In a unanimous 1,045-page judgment, the apex court held that the disputed site should be vested in ‘Ram Lalla Virajman’ – Lord Ram himself – represented through his next best friend. In effect, this is a decision in favour of the Hindu community, and their right to continue to worship Lord Ram at a location where they have done so for a long time.

The Centre has to set up a Trust to take possession of the disputed site – considered to be comprised of an inner and outer courtyard – which can then engage in the construction of a Ram Mandir. Thus, the suit filed by Ram Lalla Virajman in 1989 has been ‘decreed’.

Using its powers under Article 142 of the Constitution (to do ‘complete justice’) and recognising the wrongs done to the Muslim community by the placing of idols in the Babri Masjid in 1949 and the destruction of the mosque in 1992, the Sunni Waqf Board is to be allotted 5 acres of land by the Central or Uttar Pradesh government. Thus, the suit filed by the Sunni Waqf Board in 1961 has been ‘partially decreed’.

The third major suit was that of the Nirmohi Akhara, filed in 1959. The apex court found that this suit was barred by limitation, and held that the Akhara did not hold the shebaitship of the site for Hindu worship either.

But how exactly did the court come to its decision to decree the land in favour of Ram Lalla and the Hindus? Where was the legal battle for the disputed site won and lost? Here are the key foundations of the landmark verdict:

‘One Composite Whole’

One of the crucial decisions made by the judges in this case was to not consider the possibility of splitting up the land between the parties. The Allahabad High Court had done this in its 2010 judgment, a move which was not just a disappointment for the parties, but also unjustifiable in law.

There had been no plea for partition of the land, and so the high court’s judgment had gone beyond the pleadings, which is not possible in a civil suit before a lower court or high court.

But the Supreme Court’s approach went beyond recognising this technical point – one which it was not bound by like the high court given its wide powers under Article 142 of the Constitution.

After examining the evidence on how the site had been used over the years, the judges unanimously held that the site was “one composite whole”, even though different parties had had control over different segments of it, and following the riots of the 1850s, a railing was set up between where the Hindus and the Muslims were worshipping.

This decision would play a major role in determining who was able to prove title over the disputed land.

The Crux of the Judgment: Possession of the Inner and Outer Courtyards

None of the parties were able to show ownership of the site in terms of a purchase or grant or any other such formal acquisition of the land.

The Hindus never sought to make such an argument as the land was supposed to have been the birthplace of Lord Ram and a site of worship since ‘time immemorial’. But the Sunni Waqf Board had tried to establish they had been given a grant for this land in Mughal times, and that this had been recognised in British-era land records.

The court, however, did not find the evidence they submitted to be convincing enough. The judges also rejected the Sunni Waqf Board’s alternate claim of adverse possession over the mosque and the site until 1857, as the requirements for this – continuous, visible possession – were not fulfilled.

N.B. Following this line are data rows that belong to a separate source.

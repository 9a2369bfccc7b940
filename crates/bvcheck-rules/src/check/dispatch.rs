//! Dispatch table from (element kind, annotation classification) to check lists.

use std::sync::Arc;

use bvcheck_model::{
    names, AnnotationClassification, CheckTarget, ElementKind, TypeRef, TypeResolver,
};
use indexmap::IndexMap;
use tracing::{debug, trace, warn};

use super::{
    AnnotationTypeCheck, AnnotationTypeMemberCheck, Check, CheckList, ConstraintValidatorCheck,
    CrossParameterConstraintCheck, GetterCheck, GroupSequenceCheck, GroupSequenceProviderCheck, MixDirectAndListAnnotationCheck,
    PrimitiveCheck, RetentionPolicyCheck, StaticCheck, TargetCheck, TypeCheck,
};

/// Options that change which rules are registered.
#[derive(Debug, Clone, Copy, PartialEq, Eq)]
pub struct DispatchOptions {
    /// When false, only bean-style getters may carry constraints
    pub method_constraints_supported: bool,
}

impl Default for DispatchOptions {
    fn default() -> Self {
        Self {
            method_constraints_supported: true,
        }
    }
}

/// Type references resolved once when the dispatcher is built.
#[derive(Debug, Clone, PartialEq, Eq)]
pub struct WellKnownTypes {
    /// `java.lang.String`
    pub string: TypeRef,
    /// `javax.validation.Payload`
    pub payload: TypeRef,
    /// Erasure of `DefaultGroupSequenceProvider<T>`
    pub group_sequence_provider: TypeRef,
    /// `javax.validation.ConstraintTarget`
    pub constraint_target: TypeRef,
}

impl WellKnownTypes {
    /// Look the types up by name.
    ///
    /// Types the resolver does not know fall back to a plain reference by
    /// name, so comparisons still work by qualified name.
    pub fn resolve(types: &dyn TypeResolver) -> Self {
        let lookup = |name: &str| {
            types.type_by_name(name).unwrap_or_else(|| {
                warn!(type_name = name, "well-known type not found, using reference by name");
                TypeRef::declared(name)
            })
        };

        Self {
            string: lookup(names::STRING),
            payload: lookup(names::PAYLOAD),
            group_sequence_provider: lookup(names::DEFAULT_GROUP_SEQUENCE_PROVIDER),
            constraint_target: lookup(names::CONSTRAINT_TARGET),
        }
    }
}

/// Selects the check list for an annotated element.
///
/// Built once, then shared read-only. Every (kind, classification) pair
/// resolves to a list; pairs without rules resolve to the same empty list.
#[derive(Debug)]
pub struct CheckDispatcher {
    table: IndexMap<(CheckTarget, AnnotationClassification), CheckList>,
    empty: CheckList,
    well_known: WellKnownTypes,
}

impl CheckDispatcher {
    /// Build the dispatch table.
    pub fn new(types: &dyn TypeResolver, options: DispatchOptions) -> Self {
        let well_known = WellKnownTypes::resolve(types);

        let static_check = shared(StaticCheck);
        let getter_check = shared(GetterCheck::new(!options.method_constraints_supported));
        let type_check = shared(TypeCheck);
        let primitive_check = shared(PrimitiveCheck);
        let annotation_type_check = shared(AnnotationTypeCheck);

        use AnnotationClassification::*;
        let mut table = IndexMap::new();

        table.insert(
            (CheckTarget::Field, ConstraintAnnotation),
            CheckList::short_circuit(vec![static_check.clone(), type_check.clone()]),
        );
        table.insert(
            (CheckTarget::Field, MultiValuedConstraintAnnotation),
            CheckList::aggregate(vec![static_check.clone(), type_check.clone()]),
        );
        table.insert(
            (CheckTarget::Field, GraphValidationAnnotation),
            CheckList::short_circuit(vec![static_check.clone(), primitive_check.clone()]),
        );

        table.insert(
            (CheckTarget::Method, ConstraintAnnotation),
            CheckList::short_circuit(vec![
                getter_check.clone(),
                static_check.clone(),
                type_check.clone(),
            ]),
        );
        table.insert(
            (CheckTarget::Method, MultiValuedConstraintAnnotation),
            CheckList::aggregate(vec![
                getter_check.clone(),
                static_check.clone(),
                type_check.clone(),
            ]),
        );
        table.insert(
            (CheckTarget::Method, GraphValidationAnnotation),
            CheckList::short_circuit(vec![getter_check, static_check, primitive_check]),
        );

        table.insert(
            (CheckTarget::AnnotationType, ConstraintAnnotation),
            CheckList::short_circuit(vec![annotation_type_check.clone()]),
        );
        table.insert(
            (CheckTarget::AnnotationType, MultiValuedConstraintAnnotation),
            CheckList::aggregate(vec![
                annotation_type_check,
                shared(MixDirectAndListAnnotationCheck),
            ]),
        );
        table.insert(
            (CheckTarget::AnnotationType, ConstraintMetaAnnotation),
            CheckList::short_circuit(vec![
                shared(RetentionPolicyCheck),
                shared(TargetCheck),
                shared(ConstraintValidatorCheck),
                shared(AnnotationTypeMemberCheck::new(
                    well_known.string.clone(),
                    well_known.payload.clone(),
                )),
                shared(CrossParameterConstraintCheck::new(well_known.constraint_target.clone())),
            ]),
        );

        table.insert(
            (CheckTarget::NonAnnotationType, ConstraintAnnotation),
            CheckList::short_circuit(vec![type_check.clone()]),
        );
        table.insert(
            (CheckTarget::NonAnnotationType, MultiValuedConstraintAnnotation),
            CheckList::aggregate(vec![type_check]),
        );
        table.insert(
            (CheckTarget::NonAnnotationType, GroupSequenceAnnotation),
            CheckList::short_circuit(vec![shared(GroupSequenceCheck)]),
        );
        table.insert(
            (CheckTarget::NonAnnotationType, GroupSequenceProviderAnnotation),
            CheckList::short_circuit(vec![shared(GroupSequenceProviderCheck::new(
                well_known.group_sequence_provider.clone(),
            ))]),
        );

        debug!(
            entries = table.len(),
            method_constraints_supported = options.method_constraints_supported,
            "built check dispatch table"
        );

        Self {
            table,
            empty: CheckList::empty(),
            well_known,
        }
    }

    /// Select the check list for an annotated element.
    ///
    /// Total: unknown pairs and kinds without a check target get the shared
    /// empty list.
    pub fn resolve(&self, kind: ElementKind, classification: AnnotationClassification) -> &CheckList {
        let list = kind
            .check_target()
            .and_then(|target| self.table.get(&(target, classification)))
            .unwrap_or(&self.empty);
        trace!(
            kind = %kind,
            classification = ?classification,
            checks = ?list.check_names(),
            "resolved check list"
        );
        list
    }

    /// The type references cached at construction.
    pub fn well_known_types(&self) -> &WellKnownTypes {
        &self.well_known
    }
}

fn shared(check: impl Check + 'static) -> Arc<dyn Check> {
    Arc::new(check)
}

#[cfg(test)]
mod tests {
    use super::*;
    use crate::check::Composition;
    use bvcheck_model::TypeUniverse;

    #[test]
    fn test_resolve_is_total() {
        let universe = TypeUniverse::with_platform_types();
        let dispatcher = CheckDispatcher::new(&universe, DispatchOptions::default());

        for kind in ElementKind::ALL {
            for classification in AnnotationClassification::ALL {
                let list = dispatcher.resolve(kind, classification);
                if kind.check_target().is_none()
                    || classification == AnnotationClassification::NoConstraintAnnotation
                {
                    assert!(list.is_empty(), "{:?}/{:?} should have no checks", kind, classification);
                }
            }
        }
    }

    #[test]
    fn test_unpopulated_pairs_share_the_empty_list() {
        let universe = TypeUniverse::with_platform_types();
        let dispatcher = CheckDispatcher::new(&universe, DispatchOptions::default());

        let a = dispatcher.resolve(ElementKind::Constructor, AnnotationClassification::ConstraintAnnotation);
        let b = dispatcher.resolve(ElementKind::Field, AnnotationClassification::NoConstraintAnnotation);
        let c = dispatcher.resolve(ElementKind::Field, AnnotationClassification::GroupSequenceProviderAnnotation);
        assert!(std::ptr::eq(a, b));
        assert!(std::ptr::eq(b, c));
    }

    #[test]
    fn test_table_order_and_composition() {
        let universe = TypeUniverse::with_platform_types();
        let dispatcher = CheckDispatcher::new(&universe, DispatchOptions::default());

        let field = dispatcher.resolve(ElementKind::Field, AnnotationClassification::ConstraintAnnotation);
        assert_eq!(field.check_names(), vec!["static", "type"]);
        assert_eq!(field.composition(), Composition::ShortCircuit);

        let method_list = dispatcher.resolve(
            ElementKind::Method,
            AnnotationClassification::MultiValuedConstraintAnnotation,
        );
        assert_eq!(method_list.check_names(), vec!["getter", "static", "type"]);
        assert_eq!(method_list.composition(), Composition::DecomposeAndAggregate);

        let meta = dispatcher.resolve(
            ElementKind::AnnotationType,
            AnnotationClassification::ConstraintMetaAnnotation,
        );
        assert_eq!(
            meta.check_names(),
            vec![
                "retention policy",
                "target",
                "constraint validator",
                "annotation type members",
                "cross parameter"
            ]
        );

        let enum_list = dispatcher.resolve(
            ElementKind::Enum,
            AnnotationClassification::GroupSequenceProviderAnnotation,
        );
        assert_eq!(enum_list.check_names(), vec!["group sequence provider"]);
    }

    #[test]
    fn test_well_known_types_fall_back_to_names() {
        let empty = TypeUniverse::new();
        let dispatcher = CheckDispatcher::new(&empty, DispatchOptions::default());
        assert_eq!(
            dispatcher.well_known_types().payload,
            TypeRef::declared(names::PAYLOAD)
        );

        let universe = TypeUniverse::with_platform_types();
        let dispatcher = CheckDispatcher::new(&universe, DispatchOptions::default());
        assert_eq!(
            dispatcher.well_known_types().group_sequence_provider,
            TypeRef::declared(names::DEFAULT_GROUP_SEQUENCE_PROVIDER)
        );
        assert_eq!(
            dispatcher.well_known_types().constraint_target,
            TypeRef::declared(names::CONSTRAINT_TARGET)
        );
    }
}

Which meant that it all came down to which party could prove ‘possessory title’. To put it simply, ownership by virtue of possession, as the documents or deeds to the land in question are lost or destroyed.

What the Muslim Parties Were Able to Prove

The Sunni Waqf Board was unable to provide any evidence of “possession, use or offering of worship in the mosque prior to 1856-7” – something admitted to by their lawyer, Rajeev Dhavan (see para 741 of the judgment).

This would prove to be a serious blow to the Waqf Board’s case as it meant that the court held that “no conclusion can be drawn that prior to 1857, the disputed site was used for worship by the resident Muslim community.”

With the construction of a railing by the British administration around the mosque, a distinction arose between the inner and outer courtyards – this was not about proprietary rights, but expediency in maintaining law and order.

Post 1857, the Muslims were only able to show possession of the inner courtyard, not the outer courtyard. Even this was not exclusive and unimpeded, and there were several incidents between 1857 and 1949 which showed this area was contested, including the riots of 1934 which caused damage to the Babri Masjid itself.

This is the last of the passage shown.